Although citrate dialysate (CiDi) is regarded to be safe, dialysis modalities using higher dialysate volumes, like haemodiafiltration (HDF), may expose patients to higher citrate load and thus increase the risk of complications. We investigated the residual risk of CiDi compared with standard dialysate (StDi) in patients on different dialysis modalities and its effect on dialysis dose.

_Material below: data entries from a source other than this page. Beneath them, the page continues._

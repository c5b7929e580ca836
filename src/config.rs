// ⚙️ Tagger Configuration - Rules as Data
// Registry locations, denylist and naming rules live in one JSON document

use serde::{Deserialize, Serialize};
use anyhow::{Result, Context as AnyhowContext};
use std::fs;
use std::path::{Path, PathBuf};

/// What to do when two entities claim the same surface form
#[derive(Debug, Clone, Copy, PartialEq, Eq, Default, Serialize, Deserialize)]
#[serde(rename_all = "lowercase")]
pub enum CollisionPolicy {
    /// Log the collision and keep the later assignment
    #[default]
    Warn,
    /// Abort the dictionary build
    Fail,
}

#[derive(Debug, Clone, Serialize, Deserialize)]
#[serde(default)]
pub struct TaggerConfig {
    /// Bank registry (`{"banks": [...]}`)
    pub banks: PathBuf,

    /// Card-issuer registry (`{"issuer": [...]}`)
    pub cards: PathBuf,

    /// Keyword-category registry (`{"keywords": [...]}`)
    pub keywords: PathBuf,

    /// Surfaces removed from the keyword set (short or ambiguous words)
    pub denylist: Vec<String>,

    /// Category tags whose terms are tagged `TERM_TAG`
    pub suffixed_categories: Vec<String>,

    /// Category tags whose terms all collapse to the tag itself
    pub collapsed_categories: Vec<String>,

    pub on_alias_collision: CollisionPolicy,

    /// Drop English stopwords while tokenizing
    pub stopwords: bool,

    /// Appended to the English stopword list
    pub extra_stopwords: Vec<String>,

    pub lemmatize: bool,

    /// Joins the distinct surface tokens backing one category tag
    pub evidence_separator: String,
}

pub fn default_denylist() -> Vec<String> {
    [
        "CARD",
        "DC",
        "FREEDOM",
        "GOLD",
        "GREEN",
        "INFINITE",
        "IT",
        "OPEN",
        "JOURNEY",
        "SPARK",
        "AF FEE",
        "INTEREST INTEREST",
        "GRACE PERIOD FEE",
        "MINIMUM PAYMENT PAYMENT",
    ]
    .iter()
    .map(|s| s.to_string())
    .collect()
}

pub fn default_extra_stopwords() -> Vec<String> {
    ["COM", "HTTP", "HTTPS", "WWW", "AMP", "GT", "LT", "LE"]
        .iter()
        .map(|s| s.to_string())
        .collect()
}

impl Default for TaggerConfig {
    fn default() -> Self {
        TaggerConfig {
            banks: PathBuf::from("banks.json"),
            cards: PathBuf::from("cards.json"),
            keywords: PathBuf::from("keywords.json"),
            denylist: default_denylist(),
            suffixed_categories: vec!["FEE".to_string(), "REWARDS".to_string()],
            collapsed_categories: vec!["INTEREST".to_string()],
            on_alias_collision: CollisionPolicy::Warn,
            stopwords: true,
            extra_stopwords: default_extra_stopwords(),
            lemmatize: false,
            evidence_separator: ",".to_string(),
        }
    }
}

impl TaggerConfig {
    /// Load config from JSON file; registry paths resolve against its directory
    pub fn from_file<P: AsRef<Path>>(path: P) -> Result<Self> {
        let path = path.as_ref();
        let content = fs::read_to_string(path)
            .with_context(|| format!("Failed to read config file: {:?}", path))?;

        let config: TaggerConfig = serde_json::from_str(&content)
            .context("Failed to parse config JSON")?;

        let base = path.parent().unwrap_or_else(|| Path::new(""));
        Ok(config.relative_to(base))
    }

    /// `path` is either a config file or a directory holding the registries
    /// under their default names
    pub fn load<P: AsRef<Path>>(path: P) -> Result<Self> {
        let path = path.as_ref();
        if path.is_dir() {
            Ok(TaggerConfig::in_dir(path))
        } else {
            TaggerConfig::from_file(path)
        }
    }

    /// Config whose registries sit in `dir` under their default file names
    pub fn in_dir<P: AsRef<Path>>(dir: P) -> Self {
        TaggerConfig::default().relative_to(dir.as_ref())
    }

    fn relative_to(mut self, base: &Path) -> Self {
        for path in [&mut self.banks, &mut self.cards, &mut self.keywords] {
            if path.is_relative() {
                *path = base.join(&*path);
            }
        }
        self
    }
}

// ============================================================================
// TESTS
// ============================================================================

#[cfg(test)]
mod tests {
    use super::*;
    use std::io::Write;

    #[test]
    fn test_defaults() {
        let config = TaggerConfig::default();
        assert!(config.denylist.contains(&"GOLD".to_string()));
        assert_eq!(config.suffixed_categories, vec!["FEE", "REWARDS"]);
        assert_eq!(config.collapsed_categories, vec!["INTEREST"]);
        assert_eq!(config.on_alias_collision, CollisionPolicy::Warn);
        assert!(config.stopwords);
        assert!(!config.lemmatize);
        assert_eq!(config.evidence_separator, ",");
    }

    #[test]
    fn test_from_file_resolves_relative_paths() {
        let dir = tempfile::tempdir().unwrap();
        let path = dir.path().join("tagger.json");
        let mut file = fs::File::create(&path).unwrap();
        writeln!(
            file,
            r#"{{"banks": "registries/banks.json", "cards": "/abs/cards.json", "on_alias_collision": "fail", "lemmatize": true}}"#
        )
        .unwrap();

        let config = TaggerConfig::from_file(&path).unwrap();
        assert_eq!(config.banks, dir.path().join("registries/banks.json"));
        assert_eq!(config.cards, PathBuf::from("/abs/cards.json"));
        assert_eq!(config.keywords, dir.path().join("keywords.json"));
        assert_eq!(config.on_alias_collision, CollisionPolicy::Fail);
        assert!(config.lemmatize);
        // untouched fields keep their defaults
        assert_eq!(config.denylist, default_denylist());
    }

    #[test]
    fn test_from_file_rejects_bad_policy() {
        let dir = tempfile::tempdir().unwrap();
        let path = dir.path().join("tagger.json");
        fs::write(&path, r#"{"on_alias_collision": "ignore"}"#).unwrap();
        assert!(TaggerConfig::from_file(&path).is_err());
    }

    #[test]
    fn test_load_directory_uses_default_names() {
        let dir = tempfile::tempdir().unwrap();

        let config = TaggerConfig::load(dir.path()).unwrap();
        assert_eq!(config.banks, dir.path().join("banks.json"));
        assert_eq!(config.cards, dir.path().join("cards.json"));
        assert_eq!(config.keywords, dir.path().join("keywords.json"));
        assert_eq!(config.denylist, default_denylist());
    }

    #[test]
    fn test_load_file_delegates_to_from_file() {
        let dir = tempfile::tempdir().unwrap();
        let path = dir.path().join("tagger.json");
        fs::write(&path, r#"{"keywords": "categories.json"}"#).unwrap();

        let config = TaggerConfig::load(&path).unwrap();
        assert_eq!(config.keywords, dir.path().join("categories.json"));
        assert_eq!(config.banks, dir.path().join("banks.json"));
    }

    #[test]
    fn test_missing_file_fails() {
        assert!(TaggerConfig::from_file("/definitely/not/here.json").is_err());
    }
}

In a multicentre randomized crossover study, 92 dialysis patients (HDF post-dilution: n = 44, HDF pre-dilution: n = 26, haemodialysis: n = 25) were treated for 4 weeks with each dialysate (StDi and CiDi). Hypocalcaemia (ionized calcium ≤0.9 mmol/L), alkalosis (pH ≥7.55), post-treatment bicarbonate ≥32 mmol/L, pre-treatment bicarbonate ≥27 mmol/L, intra-dialytic events (IEs) and adverse events (AEs) between dialysis sessions were investigated as primary end points. The secondary objective was dialysis efficacy, i.e. dose and removal ratios of urea, creatinine, phosphate and β-2-microglobulin.
Post-dialysis overcorrection of bicarbonate (>32 mmol/L) was less frequent with CiDi (P = 0.008). Other predefined calcium and acid-base disturbances did not vary. There was no significant difference in IE. However, more patients developed AEs such as fatigue, muscle spasms or pain using CiDi (StDi: 41 versus CiDi: 55 patients, P = 0.02), particularly in the first 2 weeks of exposure. Dialysis efficacy was comparable with both dialysates.
It can be confirmed that CiDi is not associated with the development of severe calcium and acid-base disorders, even when dialysis modalities with higher citrate loads are used. However, a refinement of the CiDi composition to minimize AEs is necessary.
尽管柠檬酸透析液(CiDi)被认为是安全的,但使用较高透析液量的透析方式,如血液透析滤过(HDF),可能会使患者暴露于更高的柠檬酸盐负荷下,从而增加并发症的风险。我们研究了不同透析方式患者中CiDi与标准透析液(StDi)相比的残留风险及其对透析剂量的影响。
在一项多中心随机交叉研究中,92例透析患者(后稀释血液透析滤过:n = 44,前稀释血液透析滤过:n = 26,血液透析:n = 25)分别接受每种透析液(StDi和CiDi)治疗4周。将透析后低钙血症(离子钙≤0.9 mmol/L)、碱中毒(pH≥7.55)、治疗后碳酸氢盐≥32 mmol/L、治疗前碳酸氢盐≥27 mmol/L、透析期间的透析内事件(IEs)和不良事件(AEs)作为主要终点进行研究。次要目标是透析疗效,即尿素、肌酐、磷酸盐和β-2-微球蛋白的剂量和清除率。
使用CiDi时,透析后碳酸氢盐过度校正(>32 mmol/L)的情况较少见(P = 0.008)。其他预定义的钙和酸碱紊乱情况没有差异。IE方面没有显著差异。然而,使用CiDi时更多患者出现了疲劳、肌肉痉挛或疼痛等AE(StDi组:41例患者,CiDi组:55例患者,P = 0.02),尤其是在暴露的前2周。两种透析液的透析疗效相当。
可以确认,即使使用柠檬酸盐负荷较高的透析方式,CiDi也与严重钙和酸碱紊乱的发生无关。然而,有必要对CiDi的成分进行优化以尽量减少AE。